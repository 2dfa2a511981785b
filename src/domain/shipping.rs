//! Shipping rate tier: one band of a tiered ("barem") carrier rate table.

use crate::domain::{Decimal, Marketplace, StoreId};
use serde::{Deserialize, Serialize};

/// Any `max_value` at or above this sentinel marks the top tier as unbounded.
pub const UNBOUNDED_MAX: i64 = 999_999;

/// Which axis a tier bands on.
#[derive(Debug, Clone, Copy, PartialEq, Eq, Hash, Serialize, Deserialize)]
pub enum RateType {
    /// Banded by the desi (volumetric weight) classification.
    #[serde(rename = "desi")]
    WeightClass,
    /// Banded by the product's sales price.
    #[serde(rename = "price")]
    PriceBand,
}

impl RateType {
    /// Stable string used in storage and on the wire.
    pub fn as_str(&self) -> &'static str {
        match self {
            RateType::WeightClass => "desi",
            RateType::PriceBand => "price",
        }
    }

    /// Parse the storage string form.
    pub fn parse(s: &str) -> Option<RateType> {
        match s {
            "desi" => Some(RateType::WeightClass),
            "price" => Some(RateType::PriceBand),
            _ => None,
        }
    }
}

impl std::fmt::Display for RateType {
    fn fmt(&self, f: &mut std::fmt::Formatter<'_>) -> std::fmt::Result {
        write!(f, "{}", self.as_str())
    }
}

/// One rate band: `[min_value, max_value)` on the tier's axis, with a cost.
///
/// Tiers with a `store_id` are seller-defined customs; `None` marks a
/// marketplace-wide default row. Within one `(store, marketplace, rate_type)`
/// partition tiers must not overlap.
#[derive(Debug, Clone, PartialEq, Eq, Serialize, Deserialize)]
#[serde(rename_all = "camelCase")]
pub struct ShippingRateTier {
    /// Row id assigned by the store.
    pub id: i64,
    /// Owning store, or `None` for a marketplace default.
    pub store_id: Option<StoreId>,
    /// Marketplace the rate card belongs to.
    pub marketplace: Marketplace,
    /// Banding axis.
    pub rate_type: RateType,
    /// Band lower bound (inclusive).
    pub min_value: Decimal,
    /// Band upper bound (exclusive). At or above [`UNBOUNDED_MAX`] the band
    /// is open-ended upward.
    pub max_value: Decimal,
    /// Shipping cost charged within this band.
    pub cost: Decimal,
    /// Whether `cost` is quoted VAT-inclusive. Informational; the calculator
    /// never grosses it up.
    pub vat_included: bool,
    /// Inactive tiers are ignored by lookup.
    pub is_active: bool,
}

impl ShippingRateTier {
    /// True when this is the open-ended top band.
    pub fn is_unbounded(&self) -> bool {
        self.max_value >= Decimal::from(UNBOUNDED_MAX)
    }

    /// Interval test: `min_value <= value`, and `value < max_value` unless
    /// the band is unbounded.
    pub fn contains(&self, value: Decimal) -> bool {
        if value < self.min_value {
            return false;
        }
        self.is_unbounded() || value < self.max_value
    }

    /// True when the row is a seller-defined custom (not a default).
    pub fn is_custom(&self) -> bool {
        self.store_id.is_some()
    }
}

/// Field set for creating or replacing a custom tier row.
#[derive(Debug, Clone, PartialEq, Eq, Serialize, Deserialize)]
#[serde(rename_all = "camelCase")]
pub struct NewShippingRateTier {
    pub store_id: Option<StoreId>,
    pub marketplace: Marketplace,
    pub rate_type: RateType,
    pub min_value: Decimal,
    pub max_value: Decimal,
    pub cost: Decimal,
    pub vat_included: bool,
    pub is_active: bool,
}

________________________________________

Track down every line of the material containing the string "seller", and copy it.

/// Tiers with a `store_id` are seller-defined customs; `None` marks a
    /// True when the row is a seller-defined custom (not a default).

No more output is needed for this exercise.